Gibbons shut his eyes. It wasn't worth the effort. “I want to look around.”
“Uh-huh.” There was a long pause. “Look around for what?”
Gibbons gave him the stare. Another long pause. “I'm not at liberty to say, Mr . . . ?”
“Gianella. Joe, call me Joe.” He smiled and rubbed his belly. When he smiled, his eyes disappeared in his fat face. “Lookin' for somethin', huh? So whatta ya lookin' for? Jimmy Hoffa?”
“You know where he is?”
“No, no, course not. That was just a joke. You know, a joke.” Joe looked nervous.
“Look, Joe, let me lay it all out for you, okay? I'm FBI, you're not. That puts you at a disadvantage because if you don't get away from me and let me do my business, I can have you charged with obstruction of justice and arrest you as a suspected accomplice in whatever it is I'm investigating that I already told you I can't tell you about. So you bust my balls now and I'll really bust yours later. Do we understand each other?”
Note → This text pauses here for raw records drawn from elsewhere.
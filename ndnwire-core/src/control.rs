//! Forwarder management encodings: ControlParameters carried in
//! command Interests and the ControlResponse returned in reply Data.

use ndnwire_common::control_type;
use serde::{Deserialize, Serialize};

use crate::blob::Blob;
use crate::name::Name;
use crate::tlv::{TlvDecoder, TlvEncoder, TlvError};

/// Arguments of a forwarder command such as a route registration.
/// Every field is optional; which ones a command requires is up to the
/// management protocol.
#[derive(Debug, Clone, Default, PartialEq, Eq, Serialize, Deserialize)]
pub struct ControlParameters {
    name: Option<Name>,
    face_id: Option<u64>,
    uri: Option<String>,
    local_control_feature: Option<u64>,
    origin: Option<u64>,
    cost: Option<u64>,
    flags: Option<u64>,
    strategy: Option<Name>,
    expiration_period_ms: Option<u64>,
}

impl ControlParameters {
    pub fn new() -> Self {
        Self::default()
    }

    pub fn name(&self) -> Option<&Name> {
        self.name.as_ref()
    }

    pub fn set_name(&mut self, name: Option<Name>) -> &mut Self {
        self.name = name;
        self
    }

    pub fn face_id(&self) -> Option<u64> {
        self.face_id
    }

    pub fn set_face_id(&mut self, face_id: Option<u64>) -> &mut Self {
        self.face_id = face_id;
        self
    }

    pub fn uri(&self) -> Option<&str> {
        self.uri.as_deref()
    }

    pub fn set_uri(&mut self, uri: Option<String>) -> &mut Self {
        self.uri = uri;
        self
    }

    pub fn local_control_feature(&self) -> Option<u64> {
        self.local_control_feature
    }

    pub fn set_local_control_feature(&mut self, value: Option<u64>) -> &mut Self {
        self.local_control_feature = value;
        self
    }

    pub fn origin(&self) -> Option<u64> {
        self.origin
    }

    pub fn set_origin(&mut self, origin: Option<u64>) -> &mut Self {
        self.origin = origin;
        self
    }

    pub fn cost(&self) -> Option<u64> {
        self.cost
    }

    pub fn set_cost(&mut self, cost: Option<u64>) -> &mut Self {
        self.cost = cost;
        self
    }

    /// Registration flags; see
    /// [`registration_flag`](ndnwire_common::registration_flag) for the
    /// bit values.
    pub fn flags(&self) -> Option<u64> {
        self.flags
    }

    pub fn set_flags(&mut self, flags: Option<u64>) -> &mut Self {
        self.flags = flags;
        self
    }

    pub fn strategy(&self) -> Option<&Name> {
        self.strategy.as_ref()
    }

    pub fn set_strategy(&mut self, strategy: Option<Name>) -> &mut Self {
        self.strategy = strategy;
        self
    }

    pub fn expiration_period_ms(&self) -> Option<u64> {
        self.expiration_period_ms
    }

    pub fn set_expiration_period_ms(&mut self, value: Option<u64>) -> &mut Self {
        self.expiration_period_ms = value;
        self
    }

    pub fn encode(&self) -> Result<Blob, TlvError> {
        let mut encoder = TlvEncoder::new();
        self.encode_tlv(&mut encoder)?;
        Ok(encoder.finish())
    }

    pub fn decode(input: &Blob) -> Result<Self, TlvError> {
        let mut decoder = TlvDecoder::new(input);
        Self::decode_tlv(&mut decoder)
    }

    pub(crate) fn encode_tlv(&self, encoder: &mut TlvEncoder) -> Result<(), TlvError> {
        let save_length = encoder.len();
        encoder.write_optional_non_negative_integer_tlv(
            control_type::EXPIRATION_PERIOD,
            self.expiration_period_ms,
        )?;
        if let Some(strategy) = &self.strategy {
            let strategy_save_length = encoder.len();
            strategy.encode_tlv(encoder)?;
            encoder.write_type_and_length(
                control_type::STRATEGY,
                encoder.len() - strategy_save_length,
            )?;
        }
        encoder.write_optional_non_negative_integer_tlv(control_type::FLAGS, self.flags)?;
        encoder.write_optional_non_negative_integer_tlv(control_type::COST, self.cost)?;
        encoder.write_optional_non_negative_integer_tlv(control_type::ORIGIN, self.origin)?;
        encoder.write_optional_non_negative_integer_tlv(
            control_type::LOCAL_CONTROL_FEATURE,
            self.local_control_feature,
        )?;
        if let Some(uri) = &self.uri {
            encoder.write_blob_tlv(control_type::URI, uri.as_bytes())?;
        }
        encoder.write_optional_non_negative_integer_tlv(control_type::FACE_ID, self.face_id)?;
        if let Some(name) = &self.name {
            name.encode_tlv(encoder)?;
        }
        encoder.write_type_and_length(
            control_type::CONTROL_PARAMETERS,
            encoder.len() - save_length,
        )
    }

    pub(crate) fn decode_tlv(decoder: &mut TlvDecoder) -> Result<Self, TlvError> {
        use ndnwire_common::tlv_type;

        let end_offset = decoder.read_nested_tlvs_start(control_type::CONTROL_PARAMETERS)?;
        let mut parameters = ControlParameters::new();
        if decoder.peek_type(end_offset)? == Some(tlv_type::NAME) {
            let (name, _, _) = Name::decode_tlv(decoder)?;
            parameters.name = Some(name);
        }
        parameters.face_id =
            decoder.read_optional_non_negative_integer_tlv(control_type::FACE_ID, end_offset)?;
        if let Some(uri) = decoder.read_optional_blob_tlv(control_type::URI, end_offset)? {
            parameters.uri = Some(
                String::from_utf8(uri.to_vec()).map_err(|_| TlvError::InvalidUtf8)?,
            );
        }
        parameters.local_control_feature = decoder.read_optional_non_negative_integer_tlv(
            control_type::LOCAL_CONTROL_FEATURE,
            end_offset,
        )?;
        parameters.origin =
            decoder.read_optional_non_negative_integer_tlv(control_type::ORIGIN, end_offset)?;
        parameters.cost =
            decoder.read_optional_non_negative_integer_tlv(control_type::COST, end_offset)?;
        parameters.flags =
            decoder.read_optional_non_negative_integer_tlv(control_type::FLAGS, end_offset)?;
        if decoder.peek_type(end_offset)? == Some(control_type::STRATEGY) {
            let strategy_end = decoder.read_nested_tlvs_start(control_type::STRATEGY)?;
            let (strategy, _, _) = Name::decode_tlv(decoder)?;
            decoder.finish_nested_tlvs(strategy_end)?;
            parameters.strategy = Some(strategy);
        }
        parameters.expiration_period_ms = decoder
            .read_optional_non_negative_integer_tlv(control_type::EXPIRATION_PERIOD, end_offset)?;
        decoder.finish_nested_tlvs(end_offset)?;
        Ok(parameters)
    }
}

/// The status and optional body of a forwarder command reply.
#[derive(Debug, Clone, Default, PartialEq, Eq, Serialize, Deserialize)]
pub struct ControlResponse {
    status_code: u64,
    status_text: String,
    body: Option<ControlParameters>,
}

impl ControlResponse {
    pub fn new(status_code: u64, status_text: impl Into<String>) -> Self {
        Self {
            status_code,
            status_text: status_text.into(),
            body: None,
        }
    }

    pub fn status_code(&self) -> u64 {
        self.status_code
    }

    pub fn status_text(&self) -> &str {
        &self.status_text
    }

    pub fn body(&self) -> Option<&ControlParameters> {
        self.body.as_ref()
    }

    pub fn set_body(&mut self, body: Option<ControlParameters>) -> &mut Self {
        self.body = body;
        self
    }

    pub fn encode(&self) -> Result<Blob, TlvError> {
        let mut encoder = TlvEncoder::new();
        let save_length = encoder.len();
        if let Some(body) = &self.body {
            body.encode_tlv(&mut encoder)?;
        }
        encoder.write_blob_tlv(control_type::STATUS_TEXT, self.status_text.as_bytes())?;
        encoder.write_non_negative_integer_tlv(control_type::STATUS_CODE, self.status_code)?;
        encoder
            .write_type_and_length(control_type::CONTROL_RESPONSE, encoder.len() - save_length)?;
        Ok(encoder.finish())
    }

    pub fn decode(input: &Blob) -> Result<Self, TlvError> {
        let mut decoder = TlvDecoder::new(input);
        let end_offset = decoder.read_nested_tlvs_start(control_type::CONTROL_RESPONSE)?;
        let status_code = decoder.read_non_negative_integer_tlv(control_type::STATUS_CODE)?;
        let status_text = String::from_utf8(
            decoder.read_blob_tlv(control_type::STATUS_TEXT)?.to_vec(),
        )
        .map_err(|_| TlvError::InvalidUtf8)?;
        let body = if decoder.peek_type(end_offset)? == Some(control_type::CONTROL_PARAMETERS) {
            Some(ControlParameters::decode_tlv(&mut decoder)?)
        } else {
            None
        };
        decoder.finish_nested_tlvs(end_offset)?;
        Ok(Self {
            status_code,
            status_text,
            body,
        })
    }
}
Joe started nodding like a marionette, jerking his head and shoulders up and down as he kept saying “Uh-huh, uh-huh, uh-huh . . .” Gibbons wanted to punch him in the eye because he knew the fat slob was just trying to stall him.
“You know, Mr. Gibson, I do believe you are what you say you are. But let's just suppose you ain't. I mean for all I know you could be some kind of corporate spy, you know? I mean, other car companies try to sabotage the competition all the time. Put pin holes in the brake lines, a little bit of sugar in the gas tanks to gum up the valves. You know what I'm talking about?”
Gibbons wanted to coldcock this guy in the worst way, but he knew better. They'd file charges against the Bureau that could invalidate any evidence he might find here. Oh, for the good ole days when J. Edgar ran things, when the law didn't get in the way of justice. He bit his tongue and reached for his wallet, pulling out a printed business card. “Here. Call this number. It's the FBI field office in Manhattan.” Gibbons pointed toward the World Trade Center towering over the horizon. Joe looked like the type who needed visual aids. “Ask them for verification.”